He also thinks his life is better because he’s not always online. ‘I’ve never found it useful to be on the internet all the time. I know most people use it to get places – with maps, but do you know there are ways to find out where you’re going?’ What are these other ways he speaks of? ‘There are loads of maps in London, bus stops for example’ he points out, ‘I’ve lived in London for 11 years now so I’m pretty good with general directions – but you can ask people if you need to.’

Smartphones are blurring the boundaries between home and work life, Jack thinks. ‘I read an interview with Armando Iannucci where he said he works 9-5 every day and refuses to work after or before that time, including emails and I thought fair play.’

Does he think he’s missing out at all? ‘Not really, there’s plenty of other ways that I speak to and message my friends. I like ringing up my mates to have a chat with them. I’ve got a few friends that hate talking on the phone, they’re my favourite people. I love chatting to them until they put the phone down – they find it really awkward.’

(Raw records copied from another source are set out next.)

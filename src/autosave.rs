//! 编辑端防抖自动保存调度器。
//! 编辑器每次击键产生新的待保存负载，这里只保留最新一份，
//! 静默期结束后才调用保存回调；保存失败按指数退避重试，次数封顶，
//! 超限即放弃本轮（下一次编辑会带来更新的负载）。
//! 调度器不感知保存层的错误分类，任何错误一视同仁。
//! 这是编辑端（客户端）组件，服务进程本身不使用它

#![allow(dead_code)]

use std::fmt::Display;
use std::future::Future;
use std::time::Duration;
use tokio::sync::mpsc;
use tokio::time;

#[derive(Debug, Clone)]
pub struct AutosaveConfig {
    /// 最后一次编辑后的静默期
    pub debounce: Duration,
    /// 每轮保存的最大重试次数（不含首次尝试）
    pub max_retries: u32,
    /// 首次重试前的等待，之后逐次翻倍
    pub initial_backoff: Duration,
}

impl Default for AutosaveConfig {
    fn default() -> Self {
        Self {
            debounce: Duration::from_secs(2),
            max_retries: 3,
            initial_backoff: Duration::from_millis(500),
        }
    }
}

/// 自动保存句柄。drop 后调度任务在冲刷完剩余负载后退出
pub struct Autosaver<T> {
    tx: mpsc::UnboundedSender<T>,
}

impl<T> Autosaver<T>
where
    T: Clone + Send + 'static,
{
    pub fn spawn<F, Fut, E>(config: AutosaveConfig, save: F) -> Self
    where
        F: Fn(T) -> Fut + Send + Sync + 'static,
        Fut: Future<Output = Result<(), E>> + Send + 'static,
        E: Display + Send + 'static,
    {
        let (tx, rx) = mpsc::unbounded_channel();
        tokio::spawn(run_loop(config, rx, save));
        Self { tx }
    }

    /// 提交一份待保存负载，覆盖尚未冲刷的旧负载
    pub fn submit(&self, payload: T) -> bool {
        self.tx.send(payload).is_ok()
    }
}

async fn run_loop<T, F, Fut, E>(config: AutosaveConfig, mut rx: mpsc::UnboundedReceiver<T>, save: F)
where
    T: Clone,
    F: Fn(T) -> Fut,
    Fut: Future<Output = Result<(), E>>,
    E: Display,
{
    while let Some(mut pending) = rx.recv().await {
        // 静默期内有新负载就合并为最新一份并重新计时
        loop {
            match time::timeout(config.debounce, rx.recv()).await {
                Ok(Some(newer)) => pending = newer,
                // 发送端已关闭：冲刷手头这份后退出
                Ok(None) => {
                    flush(&config, pending, &save).await;
                    return;
                }
                Err(_) => break,
            }
        }
        flush(&config, pending, &save).await;
    }
}

async fn flush<T, F, Fut, E>(config: &AutosaveConfig, payload: T, save: &F)
where
    T: Clone,
    F: Fn(T) -> Fut,
    Fut: Future<Output = Result<(), E>>,
    E: Display,
{
    let mut delay = config.initial_backoff;
    let mut attempt = 0u32;
    loop {
        match save(payload.clone()).await {
            Ok(()) => return,
            Err(e) => {
                attempt += 1;
                if attempt > config.max_retries {
                    tracing::warn!("自动保存重试 {} 次后放弃：{e}", config.max_retries);
                    return;
                }
                tracing::debug!("自动保存失败（第 {attempt} 次）：{e}，{delay:?} 后重试");
                time::sleep(delay).await;
                delay *= 2;
            }
        }
    }
}
//! Rate limiting middleware: a fixed-window counter and a slowdown governor.
//!
//! Both policies share one per-IP window (60 s). The counter rejects with
//! `rate_limited` once the mode-dependent ceiling is exceeded; the slowdown
//! only adds a fixed delay after a threshold, discouraging credential
//! probing without breaking legitimate bursts. Responses carry the draft
//! standard `RateLimit-*` headers; the legacy `X-RateLimit-*` family is not
//! sent.
//!
//! Exemptions are computed from the request's original URI, so mounting the
//! governor under a prefix cannot silently break them: all `OPTIONS`
//! requests (preflight), and, in development only, the logical auth route
//! groups.

use std::net::{IpAddr, Ipv4Addr, SocketAddr};
use std::sync::Arc;
use std::sync::atomic::{AtomicU32, Ordering};
use std::time::{Duration, SystemTime, UNIX_EPOCH};

use axum::{
    extract::{ConnectInfo, OriginalUri, Request, State},
    http::{Extensions, HeaderMap, HeaderName, HeaderValue, Method, header},
    middleware::Next,
    response::{IntoResponse, Response},
};
use moka::sync::Cache;

use crate::config::RuntimeMode;
use crate::error::AppError;
use crate::state::AppState;

/// Window length shared by both policies.
pub const WINDOW_SECONDS: u64 = 60;

/// Logical auth route groups exempt from governing in development. Matched
/// against the original request path, independent of where routers are
/// mounted.
pub const AUTH_ROUTE_GROUPS: &[&str] = &["/auth", "/store-auth"];

/// Per-mode governor settings.
#[derive(Debug, Clone, Copy)]
pub struct RateLimitSettings {
    /// Requests allowed per window before rejection.
    pub max_requests: u32,
    /// Requests allowed per window before the slowdown kicks in.
    pub delay_after: u32,
    /// Fixed delay applied to each request past `delay_after`.
    pub delay: Duration,
}

impl RateLimitSettings {
    /// Settings for a runtime mode. Development gets a far higher ceiling so
    /// iterative testing is not throttled.
    #[must_use]
    pub const fn for_mode(mode: RuntimeMode) -> Self {
        match mode {
            RuntimeMode::Development => Self {
                max_requests: 1000,
                delay_after: 10,
                delay: Duration::from_millis(500),
            },
            RuntimeMode::Production => Self {
                max_requests: 100,
                delay_after: 10,
                delay: Duration::from_millis(500),
            },
        }
    }
}

/// Outcome of governing one request.
#[derive(Debug, Clone, Copy, PartialEq, Eq)]
pub enum Decision {
    /// Not governed: preflight, or an exempt route group in development.
    Exempt,
    /// Within the ceiling; `delay` is set once the slowdown threshold passed.
    Allow {
        limit: u32,
        remaining: u32,
        reset_seconds: u64,
        delay: Option<Duration>,
    },
    /// Ceiling exceeded; reject with `rate_limited`.
    Reject {
        limit: u32,
        retry_after_seconds: u64,
    },
}

/// Shared request-governor state: per-(IP, window) counters.
pub struct RateGovernor {
    mode: RuntimeMode,
    settings: RateLimitSettings,
    windows: Cache<(IpAddr, u64), Arc<AtomicU32>>,
}

impl RateGovernor {
    /// Create a governor for the given runtime mode.
    #[must_use]
    pub fn new(mode: RuntimeMode) -> Self {
        Self {
            mode,
            settings: RateLimitSettings::for_mode(mode),
            windows: Cache::builder()
                .time_to_live(Duration::from_secs(2 * WINDOW_SECONDS))
                .max_capacity(100_000)
                .build(),
        }
    }

    /// Classify one request and record it against its window.
    ///
    /// `original_path` must be the full request path, not one stripped by
    /// router mounting. `now_unix` is injected for testability.
    #[must_use]
    pub fn check(
        &self,
        ip: IpAddr,
        method: &Method,
        original_path: &str,
        now_unix: u64,
    ) -> Decision {
        // Preflight must never be throttled or delayed
        if method == Method::OPTIONS {
            return Decision::Exempt;
        }

        if !self.mode.is_production() && is_auth_group(original_path) {
            return Decision::Exempt;
        }

        let window = now_unix / WINDOW_SECONDS;
        let counter = self
            .windows
            .get_with((ip, window), || Arc::new(AtomicU32::new(0)));
        let count = counter.fetch_add(1, Ordering::Relaxed).saturating_add(1);

        let reset_seconds = (window + 1) * WINDOW_SECONDS - now_unix;
        let limit = self.settings.max_requests;

        if count > limit {
            return Decision::Reject {
                limit,
                retry_after_seconds: reset_seconds,
            };
        }

        Decision::Allow {
            limit,
            remaining: limit - count,
            reset_seconds,
            delay: (count > self.settings.delay_after).then_some(self.settings.delay),
        }
    }
}

/// Whether a path falls under one of the logical auth route groups.
pub fn is_auth_group(path: &str) -> bool {
    let normalized = path.trim_end_matches('/');
    AUTH_ROUTE_GROUPS.iter().any(|group| {
        normalized == *group || path.starts_with(&format!("{group}/"))
    })
}

/// Axum middleware applying the governor to every routed request.
pub async fn govern(
    State(state): State<AppState>,
    OriginalUri(original_uri): OriginalUri,
    request: Request,
    next: Next,
) -> Response {
    let ip = client_ip(request.headers(), request.extensions());
    let decision = state
        .governor()
        .check(ip, request.method(), original_uri.path(), unix_now());

    match decision {
        Decision::Exempt => next.run(request).await,
        Decision::Allow {
            limit,
            remaining,
            reset_seconds,
            delay,
        } => {
            if let Some(delay) = delay {
                tokio::time::sleep(delay).await;
            }
            let mut response = next.run(request).await;
            set_rate_limit_headers(response.headers_mut(), limit, remaining, reset_seconds);
            response
        }
        Decision::Reject {
            limit,
            retry_after_seconds,
        } => {
            tracing::warn!(%ip, path = original_uri.path(), "rate limit exceeded");
            let mut response = AppError::RateLimited {
                retry_after_seconds,
            }
            .into_response();
            set_rate_limit_headers(response.headers_mut(), limit, 0, retry_after_seconds);
            response
                .headers_mut()
                .insert(header::RETRY_AFTER, HeaderValue::from(retry_after_seconds));
            response
        }
    }
}

/// Draft standard rate-limit headers.
fn set_rate_limit_headers(headers: &mut HeaderMap, limit: u32, remaining: u32, reset_seconds: u64) {
    headers.insert(
        HeaderName::from_static("ratelimit-limit"),
        HeaderValue::from(limit),
    );
    headers.insert(
        HeaderName::from_static("ratelimit-remaining"),
        HeaderValue::from(remaining),
    );
    headers.insert(
        HeaderName::from_static("ratelimit-reset"),
        HeaderValue::from(reset_seconds),
    );
}

fn unix_now() -> u64 {
    SystemTime::now()
        .duration_since(UNIX_EPOCH)
        .map(|d| d.as_secs())
        .unwrap_or_default()
}

/// Resolve the client IP: proxy headers first, then the socket address.
fn client_ip(headers: &HeaderMap, extensions: &Extensions) -> IpAddr {
    // Try X-Forwarded-For (first IP in the chain)
    if let Some(ip) = headers
        .get("x-forwarded-for")
        .and_then(|v| v.to_str().ok())
        .and_then(|s| s.split(',').next())
        .and_then(|s| s.trim().parse::<IpAddr>().ok())
    {
        return ip;
    }

    // Try X-Real-IP
    if let Some(ip) = headers
        .get("x-real-ip")
        .and_then(|v| v.to_str().ok())
        .and_then(|s| s.trim().parse::<IpAddr>().ok())
    {
        return ip;
    }

    // Try Fly-Client-IP (Fly.io's header)
    if let Some(ip) = headers
        .get("fly-client-ip")
        .and_then(|v| v.to_str().ok())
        .and_then(|s| s.trim().parse::<IpAddr>().ok())
    {
        return ip;
    }

    extensions
        .get::<ConnectInfo<SocketAddr>>()
        .map_or(IpAddr::V4(Ipv4Addr::UNSPECIFIED), |info| info.0.ip())
}

#[cfg(test)]
#[allow(clippy::unwrap_used)]
mod tests {
    use super::*;

    fn ip(last: u8) -> IpAddr {
        IpAddr::V4(Ipv4Addr::new(203, 0, 113, last))
    }

    #[test]
    fn test_is_auth_group() {
        assert!(is_auth_group("/auth"));
        assert!(is_auth_group("/auth/"));
        assert!(is_auth_group("/auth/login"));
        assert!(is_auth_group("/store-auth/me"));

        assert!(!is_auth_group("/authx"));
        assert!(!is_auth_group("/store"));
        assert!(!is_auth_group("/store/prices/bulk"));
        assert!(!is_auth_group("/"));
    }

    #[test]
    fn test_options_is_exempt() {
        let governor = RateGovernor::new(RuntimeMode::Production);
        let decision = governor.check(ip(1), &Method::OPTIONS, "/store-auth/login", 0);
        assert_eq!(decision, Decision::Exempt);
    }

    #[test]
    fn test_development_exempts_auth_groups() {
        let governor = RateGovernor::new(RuntimeMode::Development);
        assert_eq!(
            governor.check(ip(1), &Method::POST, "/store-auth/login", 0),
            Decision::Exempt
        );
        // Non-auth paths are still governed in development
        assert!(matches!(
            governor.check(ip(1), &Method::POST, "/store/prices/bulk", 0),
            Decision::Allow { .. }
        ));
    }

    #[test]
    fn test_production_governs_auth_groups() {
        let governor = RateGovernor::new(RuntimeMode::Production);
        assert!(matches!(
            governor.check(ip(1), &Method::POST, "/store-auth/login", 0),
            Decision::Allow { .. }
        ));
    }

    #[test]
    fn test_counter_rejects_past_ceiling() {
        let governor = RateGovernor::new(RuntimeMode::Production);
        let limit = RateLimitSettings::for_mode(RuntimeMode::Production).max_requests;

        for _ in 0..limit {
            assert!(matches!(
                governor.check(ip(2), &Method::POST, "/store-auth/login", 30),
                Decision::Allow { .. }
            ));
        }

        let decision = governor.check(ip(2), &Method::POST, "/store-auth/login", 30);
        assert!(matches!(decision, Decision::Reject { .. }));
        if let Decision::Reject {
            retry_after_seconds,
            ..
        } = decision
        {
            assert_eq!(retry_after_seconds, 30);
        }
    }

    #[test]
    fn test_remaining_counts_down() {
        let governor = RateGovernor::new(RuntimeMode::Production);
        let limit = RateLimitSettings::for_mode(RuntimeMode::Production).max_requests;

        let first = governor.check(ip(3), &Method::POST, "/store-auth/login", 0);
        assert_eq!(
            first,
            Decision::Allow {
                limit,
                remaining: limit - 1,
                reset_seconds: 60,
                delay: None,
            }
        );
    }

    #[test]
    fn test_slowdown_after_threshold() {
        let governor = RateGovernor::new(RuntimeMode::Production);
        let settings = RateLimitSettings::for_mode(RuntimeMode::Production);

        for _ in 0..settings.delay_after {
            let decision = governor.check(ip(4), &Method::POST, "/store-auth/login", 0);
            assert!(matches!(decision, Decision::Allow { delay: None, .. }));
        }

        let decision = governor.check(ip(4), &Method::POST, "/store-auth/login", 0);
        assert!(matches!(
            decision,
            Decision::Allow {
                delay: Some(d),
                ..
            } if d == settings.delay
        ));
    }

    #[test]
    fn test_windows_are_independent_per_ip() {
        let governor = RateGovernor::new(RuntimeMode::Production);
        let limit = RateLimitSettings::for_mode(RuntimeMode::Production).max_requests;

        for _ in 0..=limit {
            governor.check(ip(5), &Method::POST, "/store-auth/login", 0);
        }
        assert!(matches!(
            governor.check(ip(5), &Method::POST, "/store-auth/login", 0),
            Decision::Reject { .. }
        ));

        // A different client is unaffected
        assert!(matches!(
            governor.check(ip(6), &Method::POST, "/store-auth/login", 0),
            Decision::Allow { .. }
        ));
    }

    #[test]
    fn test_new_window_resets_counter() {
        let governor = RateGovernor::new(RuntimeMode::Production);
        let limit = RateLimitSettings::for_mode(RuntimeMode::Production).max_requests;

        for _ in 0..=limit {
            governor.check(ip(7), &Method::POST, "/store-auth/login", 30);
        }
        assert!(matches!(
            governor.check(ip(7), &Method::POST, "/store-auth/login", 59),
            Decision::Reject { .. }
        ));

        // Next 60s window starts fresh
        assert!(matches!(
            governor.check(ip(7), &Method::POST, "/store-auth/login", 60),
            Decision::Allow { .. }
        ));
    }

    #[test]
    fn test_client_ip_prefers_forwarded_header() {
        let mut headers = HeaderMap::new();
        headers.insert(
            "x-forwarded-for",
            HeaderValue::from_static("198.51.100.7, 10.0.0.1"),
        );
        let extensions = Extensions::new();

        assert_eq!(
            client_ip(&headers, &extensions),
            "198.51.100.7".parse::<IpAddr>().unwrap()
        );
    }

    #[test]
    fn test_client_ip_falls_back_to_unspecified() {
        let headers = HeaderMap::new();
        let extensions = Extensions::new();
        assert_eq!(
            client_ip(&headers, &extensions),
            IpAddr::V4(Ipv4Addr::UNSPECIFIED)
        );
    }
}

Of course, the advent of the smartphone has meant huge advantages for our generation. These devices have shaped our cultural experiences, transformed the way we live, changed the way we communicate, connected us to a wealth of information and, in many ways, made life easier. However, perhaps those of us who are permanently attached to our phones and their chargers could do with taking a step back from time to time. It seems that life is a bit simpler without one, even if it means you have to know where you’re going before you leave the house.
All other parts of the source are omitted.